The majority of large organizations have either already shifted away from using BI as just another back-office process and toward competing on BI-enabled information or are in the process of doing so. Businesses can no longer compete just on the cost, margins, or quality of their products and services in an increasingly commoditized global economy. Two kinds of companies will ultimately be more successful, prosperous, and profitable:

  • More and deeper insights will generate competitive advantage. Companies with richer, more accurate information about their customers and products than their competitors will gain substantial competitive advantage.
  • Faster access to insights will make companies more agile. Companies that have the same quality of information as their competitors but get it sooner and can turn it into action faster will outpace their peers.

Confirming the trend, Forrester's Business Technographics® Global Data And Analytics Survey, 2014 showed that top business performers (those with 15%-plus year-over-year revenue growth) planned to invest 38% more of their technology budget in BI in 2014 than their slower-growing peers and competitors.

The software industry recognized this trend decades ago, and, as a result, the BI market is swarming with new startups that appear and (very often) find success faster than large vendors can acquire them. The market is still jam-packed and fragmented with more than a hundred BI vendors — a trend supported by a steady 19% increase in the adoption of "other" BI software vendors from 21% in 2012 to 24% in 2014. Forrester attributes the trend to both the increased number of opportunistic BI startups taking advantage of the market fragmentation and their innovative architectures (cloud, in-memory, new types of user interfaces) that continue to challenge the incumbents.
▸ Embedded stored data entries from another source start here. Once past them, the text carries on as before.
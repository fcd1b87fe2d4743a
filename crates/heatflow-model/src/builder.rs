use std::ops::Range;

use heatflow_solver::{Bounds, LpProblem, Objective, SparseMatrix};
use tracing::debug;

use crate::error::PlanError;
use crate::problem::{RouteLayout, TransportProblem};

/// LP form of a [`TransportProblem`] together with the index bookkeeping
/// needed to read the solution back.
#[derive(Debug, Clone)]
pub struct TransportModel {
    pub layout: RouteLayout,
    pub problem: LpProblem,
    /// One equality row per consumer
    pub demand_rows: Range<usize>,
    /// One capacity row per source
    pub capacity_rows: Range<usize>,
}

impl TransportModel {
    pub fn num_rows(&self) -> usize {
        self.problem.num_constraints()
    }

    pub fn num_nonzeros(&self) -> usize {
        self.problem.matrix.num_nonzeros()
    }
}

/// Build the minimum-cost LP: one non-negative variable per route, demand
/// rows `sum_i x[i][j] = demand[j]` first, then capacity rows
/// `sum_j x[i][j] <= supply[i]`.
pub fn build_model(problem: &TransportProblem) -> Result<TransportModel, PlanError> {
    check_dimensions(problem)?;

    let layout = problem.layout();
    let n_vars = layout.num_routes();
    let n_rows = layout.num_consumers + layout.num_sources;

    // Row-major flattening matches RouteLayout::index
    let objective = Objective {
        coefficients: problem.cost.iter().flatten().copied().collect(),
        minimize: true,
    };
    let columns = vec![Bounds::non_negative(); n_vars];

    let mut rows = Vec::with_capacity(n_rows);
    let mut matrix = SparseMatrix::with_capacity(n_rows, 2 * n_vars);

    for (j, &demand) in problem.demand.iter().enumerate() {
        matrix.push_row(layout.consumer_routes(j).map(|k| (k, 1.0)));
        rows.push(Bounds::fixed(demand));
    }
    for (i, &supply) in problem.supply.iter().enumerate() {
        matrix.push_row(layout.source_routes(i).map(|k| (k, 1.0)));
        rows.push(Bounds::at_most(supply));
    }

    debug!(
        variables = n_vars,
        rows = n_rows,
        nonzeros = matrix.num_nonzeros(),
        "built transportation model"
    );

    Ok(TransportModel {
        layout,
        problem: LpProblem::new(objective, columns, rows, matrix),
        demand_rows: 0..layout.num_consumers,
        capacity_rows: layout.num_consumers..n_rows,
    })
}

/// The cost matrix must have one row per source and one column per consumer.
fn check_dimensions(problem: &TransportProblem) -> Result<(), PlanError> {
    if problem.cost.len() != problem.num_sources() {
        return Err(PlanError::DimensionMismatch {
            what: "cost".to_string(),
            expected: problem.num_sources(),
            found: problem.cost.len(),
        });
    }
    for (i, row) in problem.cost.iter().enumerate() {
        if row.len() != problem.num_consumers() {
            return Err(PlanError::DimensionMismatch {
                what: format!("cost[{}]", i),
                expected: problem.num_consumers(),
                found: row.len(),
            });
        }
    }
    Ok(())
}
At one point in time or another, BI pros will encounter and have to deal with multiple vendor-specific market dynamics such as:

  • Most ERP, CRM, and other business applications vendors offer strong BI platforms . . .
  • . . . but there's also plenty of room for independent BI vendors.
  • Departmental desktop BI tools aimed at business users are scaling up.
  • Enterprise BI platform vendors are going after self-service use cases.

BI pros also need to consider other more recent market dynamics that are influencing BI vendor strategies and positioning, such as:

  • Cloud services offer options to firms that prefer not to deal with BI stack complexity.
  • Hadoop is breathing new life into BI functionality.
  • Open source BI finds a new life inside "mother ships."
  • The line between BI software and services is blurring.

Categorizing, evaluating, and ranking these 100-plus BI software vendors is a daunting task. Selecting a BI platform purely on better reporting, querying, OLAP, dashboarding, and data visualization (core components of most BI platforms) will lead to just a few critical variances, often not enough to highlight major differentiating factors between vendor A and vendor B. Therefore, Forrester recommends a rather detailed approach, such as the one we used in this evaluation, where we decomposed vendor offerings into hundreds of detailed features organized by four categories:

  1. Architecture. The first evaluation category concentrates on the architecture of the product and evaluates data access, data integration, information delivery, and technical and metadata architecture.
  2. Application development capabilities. The second evaluation category weighs the application development capabilities of the product and evaluates such features as integrated development environments (IDE), software development kits (SDKs), and APIs.
  3. Functional capabilities. The third evaluation category focuses on the functional capabilities of the product and evaluates such features as analytics, collaboration, data visualization, knowledge management, master data management (MDM), performance management, reporting, and self-service.
  4. Operational capabilities. The fourth evaluation category looks at the operational capabilities of the product and evaluates such features as administration and security.

The detailed list of BI platform capabilities and features is much, much longer. As part of the research conducted for this Forrester Wave, Forrester collected more than 750 data points from each vendor and consolidated them into 60 criteria.